# Variable neuen Wert hinzufügen



## KrustyDerClown (2. August 2005)

Hallo,

kann ich irgendwie einer Variablen einen neuen Wert zuweisen ? also irgendwo in einer Template Regel ... weil ich etwas abspeichern möchte was ich später nochmal brauche .. allerdings erst einige später ... also ich kann nicht einfach diese Template Regel wo ich den Wert brauche direkt aufrufen .. da könnte ich dann ja with-param arbeiten.

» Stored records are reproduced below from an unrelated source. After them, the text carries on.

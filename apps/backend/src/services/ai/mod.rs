//! Clients for the language-model and text-to-speech vendors.
//!
//! Handlers only see the [`TextGenerator`] and [`SpeechSynthesizer`] traits so
//! tests can swap in canned responses.

pub mod llm;
pub mod tts;

use async_trait::async_trait;
use thiserror::Error;

pub use llm::LlmClient;
pub use tts::TtsClient;

const USER_AGENT: &str = concat!("scrum-sensei/", env!("CARGO_PKG_VERSION"));

/// Errors from an AI vendor call
#[derive(Debug, Error)]
pub enum AiError {
    #[error("{0} is not configured")]
    NotConfigured(&'static str),

    #[error("Network error: {0}")]
    Network(String),

    /// Non-2xx reply; the vendor body is kept so callers can surface it.
    #[error("Vendor returned {status}: {body}")]
    Upstream { status: u16, body: String },

    #[error("Unexpected response from vendor: {0}")]
    UnexpectedShape(String),
}

impl From<reqwest::Error> for AiError {
    fn from(err: reqwest::Error) -> Self {
        AiError::Network(err.to_string())
    }
}

/// Produces a text completion for a prompt.
#[async_trait]
pub trait TextGenerator: Send + Sync {
    async fn generate(&self, system: &str, prompt: &str) -> Result<String, AiError>;
}

/// Turns text into encoded audio (MP3).
#[async_trait]
pub trait SpeechSynthesizer: Send + Sync {
    async fn synthesize(&self, text: &str) -> Result<Vec<u8>, AiError>;
}

/// Build a JSON client with the shared user agent and request timeout.
fn http_client(timeout: std::time::Duration) -> Result<reqwest::Client, AiError> {
    reqwest::Client::builder()
        .user_agent(USER_AGENT)
        .timeout(timeout)
        .build()
        .map_err(AiError::from)
}

/// Join a base URL and an endpoint path without doubling slashes.
fn endpoint_url(base_url: &str, path: &str) -> String {
    format!("{}/{}", base_url.trim_end_matches('/'), path.trim_start_matches('/'))
}

/// Read a non-2xx reply into [`AiError::Upstream`].
async fn upstream_error(response: reqwest::Response) -> AiError {
    let status = response.status().as_u16();
    let body = response.text().await.unwrap_or_default();
    AiError::Upstream { status, body }
}
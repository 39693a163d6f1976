//! Material endpoints

use axum::{extract::State, Json};

use crate::db::MaterialFilter;
use crate::error::{ApiError, Result};
use crate::extract::{ApiJson, ApiPath, ApiQuery};
use crate::models::*;
use crate::routes::{optional, parse_enum, required};
use crate::services::storage::StorageService;
use crate::AppState;

/// GET /api/materials?type=&status=
pub async fn list(
    State(state): State<AppState>,
    ApiQuery(query): ApiQuery<MaterialListQuery>,
) -> Result<Json<ApiResponse<MaterialListResponse>>> {
    let filter = MaterialFilter {
        material_type: parse_enum(query.material_type.as_deref(), "type", MaterialType::from_str)?,
        status: parse_enum(query.status.as_deref(), "status", MaterialStatus::from_str)?,
    };

    let materials = state.db.list_materials(filter).await?;

    Ok(Json(ApiResponse::ok(MaterialListResponse {
        materials: materials.iter().map(DbMaterial::to_api).collect(),
    })))
}

/// GET /api/materials/published
pub async fn list_published(
    State(state): State<AppState>,
) -> Result<Json<ApiResponse<MaterialListResponse>>> {
    let materials = state
        .db
        .list_materials(MaterialFilter {
            material_type: None,
            status: Some(MaterialStatus::Published),
        })
        .await?;

    Ok(Json(ApiResponse::ok(MaterialListResponse {
        materials: materials.iter().map(DbMaterial::to_api).collect(),
    })))
}

/// GET /api/materials/:id
pub async fn get(
    State(state): State<AppState>,
    ApiPath(id): ApiPath<i64>,
) -> Result<Json<ApiResponse<MaterialResponse>>> {
    let material = find_material(&state, id).await?;
    Ok(Json(ApiResponse::ok(MaterialResponse {
        material: material.to_api(),
    })))
}

/// POST /api/materials
pub async fn create(
    State(state): State<AppState>,
    ApiJson(request): ApiJson<CreateMaterialRequest>,
) -> Result<Json<ApiResponse<MaterialResponse>>> {
    let title = required(request.title, "title")?;
    let material_type =
        parse_enum(request.material_type.as_deref(), "type", MaterialType::from_str)?
            .unwrap_or(MaterialType::Text);
    let status = parse_enum(request.status.as_deref(), "status", MaterialStatus::from_str)?
        .unwrap_or_default();
    let file_path = file_key(request.file_path)?;

    let material = state
        .db
        .create_material(&NewMaterial {
            title,
            description: optional(request.description),
            material_type,
            status,
            file_path,
            content: request.content.as_ref().map(content_to_column),
            source_material_id: None,
        })
        .await?;

    tracing::info!(material_id = material.id, kind = material_type.as_str(), "Created material");

    Ok(Json(ApiResponse::ok(MaterialResponse {
        material: material.to_api(),
    })))
}

/// PATCH /api/materials/:id
pub async fn update(
    State(state): State<AppState>,
    ApiPath(id): ApiPath<i64>,
    ApiJson(request): ApiJson<UpdateMaterialRequest>,
) -> Result<Json<ApiResponse<MaterialResponse>>> {
    let mut current = find_material(&state, id).await?;

    // Apply updates
    if let Some(title) = request.title {
        current.title = required(Some(title), "title")?;
    }
    if let Some(description) = request.description {
        current.description = optional(Some(description));
    }
    if let Some(file_path) = request.file_path {
        current.file_path = file_key(Some(file_path))?;
    }
    if let Some(content) = request.content {
        current.content = Some(content_to_column(&content));
    }

    let updated = state
        .db
        .update_material(&current)
        .await?
        .ok_or_else(|| not_found(id))?;

    Ok(Json(ApiResponse::ok(MaterialResponse {
        material: updated.to_api(),
    })))
}

/// PATCH /api/materials/:id/status
///
/// Setting the status a material already has is not an error; the response
/// reports `changed: false` and the row is left untouched.
pub async fn update_status(
    State(state): State<AppState>,
    ApiPath(id): ApiPath<i64>,
    ApiJson(request): ApiJson<UpdateStatusRequest>,
) -> Result<Json<ApiResponse<StatusChangeResponse>>> {
    let status = parse_enum(request.status.as_deref(), "status", MaterialStatus::from_str)?
        .ok_or_else(|| ApiError::BadRequest("status is required".to_string()))?;

    let current = find_material(&state, id).await?;
    if current.publish_status() == status {
        return Ok(Json(ApiResponse::ok(StatusChangeResponse {
            changed: false,
            message: "Status unchanged".to_string(),
            material: current.to_api(),
        })));
    }

    let updated = state
        .db
        .set_material_status(id, status)
        .await?
        .ok_or_else(|| not_found(id))?;

    tracing::info!(material_id = id, status = status.as_str(), "Material status changed");

    Ok(Json(ApiResponse::ok(StatusChangeResponse {
        changed: true,
        message: format!("Material is now {}", status.as_str()),
        material: updated.to_api(),
    })))
}

/// DELETE /api/materials/:id
///
/// Removes the stored file (if any) on a best-effort basis, then the row and
/// its questions in one transaction.
pub async fn delete(
    State(state): State<AppState>,
    ApiPath(id): ApiPath<i64>,
) -> Result<Json<ApiResponse<DeleteResponse>>> {
    let material = find_material(&state, id).await?;
    let file_removed = remove_material_files(&state, &material).await;

    if !state.db.delete_material(id).await? {
        return Err(not_found(id));
    }

    tracing::info!(material_id = id, file_removed, "Deleted material");

    Ok(Json(ApiResponse::ok(DeleteResponse {
        id,
        message: "Material deleted".to_string(),
        file_removed,
    })))
}

pub(crate) async fn find_material(state: &AppState, id: i64) -> Result<DbMaterial> {
    state.db.get_material(id).await?.ok_or_else(|| not_found(id))
}

fn not_found(id: i64) -> ApiError {
    ApiError::NotFound(format!("Material {id} not found"))
}

/// Delete the stored file of a material and, for audio, its script file.
///
/// Failures are logged and swallowed.
///
/// # Returns
/// true if the main file was removed
pub(crate) async fn remove_material_files(state: &AppState, material: &DbMaterial) -> bool {
    let Some(key) = material.file_path.as_deref() else {
        return false;
    };
    let removed = state.storage.delete_file_best_effort(key).await;

    let script_path = material
        .content_value()
        .and_then(|c| c.get("script_path").and_then(|p| p.as_str()).map(str::to_string));
    if let Some(script_path) = script_path {
        state.storage.delete_file_best_effort(&script_path).await;
    }

    removed
}

/// Validated storage key for a client-supplied `file_path`; blank clears it.
fn file_key(file_path: Option<String>) -> Result<Option<String>> {
    optional(file_path)
        .map(|key| StorageService::validate_key(&key))
        .transpose()
        .map_err(ApiError::from)
}

/// Strings are stored as-is; other JSON values as JSON text.
fn content_to_column(content: &serde_json::Value) -> String {
    match content {
        serde_json::Value::String(s) => s.clone(),
        other => other.to_string(),
    }
}
//! Error handling for the backend API

use axum::{
    http::StatusCode,
    response::{IntoResponse, Response},
    Json,
};
use serde::Serialize;
use thiserror::Error;

use crate::services::ai::AiError;
use crate::services::storage::StorageError;

/// Message shown to users for failures whose detail stays in the logs.
pub const GENERIC_ERROR_MESSAGE: &str = "An unexpected error occurred. Please try again later.";

/// API error types
#[derive(Debug, Error)]
pub enum ApiError {
    #[error("Database error: {0}")]
    Database(#[from] sqlx::Error),

    #[error("Migration error: {0}")]
    Migration(#[from] sqlx::migrate::MigrateError),

    #[error("Storage error: {0}")]
    Storage(StorageError),

    #[error("Unauthorized: {0}")]
    Unauthorized(String),

    #[error("Not found: {0}")]
    NotFound(String),

    #[error("Bad request: {0}")]
    BadRequest(String),

    #[error("Payload too large: {0}")]
    PayloadTooLarge(String),

    #[error("AI service error: {0}")]
    Upstream(#[from] AiError),

    #[error("Internal error: {0}")]
    Internal(String),
}

impl From<StorageError> for ApiError {
    fn from(err: StorageError) -> Self {
        match err {
            StorageError::NotFound(key) => ApiError::NotFound(format!("Stored file {key} not found")),
            StorageError::InvalidKey(key) => ApiError::BadRequest(format!("Invalid file path: {key}")),
            other => ApiError::Storage(other),
        }
    }
}

/// Error response body
#[derive(Serialize)]
struct ErrorResponse {
    success: bool,
    error: String,
    code: &'static str,
}

impl ApiError {
    fn status_and_code(&self) -> (StatusCode, &'static str) {
        match self {
            ApiError::Unauthorized(_) => (StatusCode::UNAUTHORIZED, "unauthorized"),
            ApiError::NotFound(_) => (StatusCode::NOT_FOUND, "not_found"),
            ApiError::BadRequest(_) => (StatusCode::BAD_REQUEST, "bad_request"),
            ApiError::PayloadTooLarge(_) => (StatusCode::PAYLOAD_TOO_LARGE, "payload_too_large"),
            ApiError::Upstream(_) => (StatusCode::INTERNAL_SERVER_ERROR, "upstream_error"),
            ApiError::Database(_) => (StatusCode::INTERNAL_SERVER_ERROR, "database_error"),
            ApiError::Migration(_) => (StatusCode::INTERNAL_SERVER_ERROR, "migration_error"),
            ApiError::Storage(_) => (StatusCode::INTERNAL_SERVER_ERROR, "storage_error"),
            ApiError::Internal(_) => (StatusCode::INTERNAL_SERVER_ERROR, "internal_error"),
        }
    }

    /// Message returned to the client.
    ///
    /// Client errors and vendor failures are shown as-is; database, storage and
    /// internal failures are replaced with a generic message.
    pub fn public_message(&self) -> String {
        match self {
            ApiError::Unauthorized(msg)
            | ApiError::NotFound(msg)
            | ApiError::BadRequest(msg)
            | ApiError::PayloadTooLarge(msg) => msg.clone(),
            ApiError::Upstream(err) => err.to_string(),
            ApiError::Database(_)
            | ApiError::Migration(_)
            | ApiError::Storage(_)
            | ApiError::Internal(_) => GENERIC_ERROR_MESSAGE.to_string(),
        }
    }
}

impl IntoResponse for ApiError {
    fn into_response(self) -> Response {
        let (status, code) = self.status_and_code();

        if status.is_server_error() {
            tracing::error!(code, error = %self, "request failed");
        } else {
            tracing::debug!(code, error = %self, "request rejected");
        }

        let body = Json(ErrorResponse {
            success: false,
            error: self.public_message(),
            code,
        });

        (status, body).into_response()
    }
}

/// Result type alias for API operations
pub type Result<T> = std::result::Result<T, ApiError>;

Aber xsl:variable und xslaram kann ich nur am Anfang festlegen .. und dann nicht mehr ändern. 

Lösung `?

Gruss Krusty


----------



## ipu (3. August 2005)

also etwas deutlicher wäre ganz hilfreich. grundsätzlich kann ich empfehlen, bei http://xsl-rp.de/index.php? vorbeizuschauen wegen definition und gültigkeit und wertzuweisung von variablen und parametern und ... . ich hatte da auch so meine schwierigkeiten mit der wertzuweisung. aber vielleicht versuchst du mal, dich etwas klarer auszudrücken und zu beschreiben, worum es geht. vielleicht kann ich oder jemand anders dir dann helfen.
grüße von ipu


----------



## KrustyDerClown (3. August 2005)

Hi,

ok .. Beispiel:

Ich defeniere am Anfang eine Variable mit dem Wert "Wert_1".

Dann will ich folgendes:

Wenn die XSLT dann in ein bestimmtes Template geht soll er den Wert dieser Variable auf "Wert_2" setzen.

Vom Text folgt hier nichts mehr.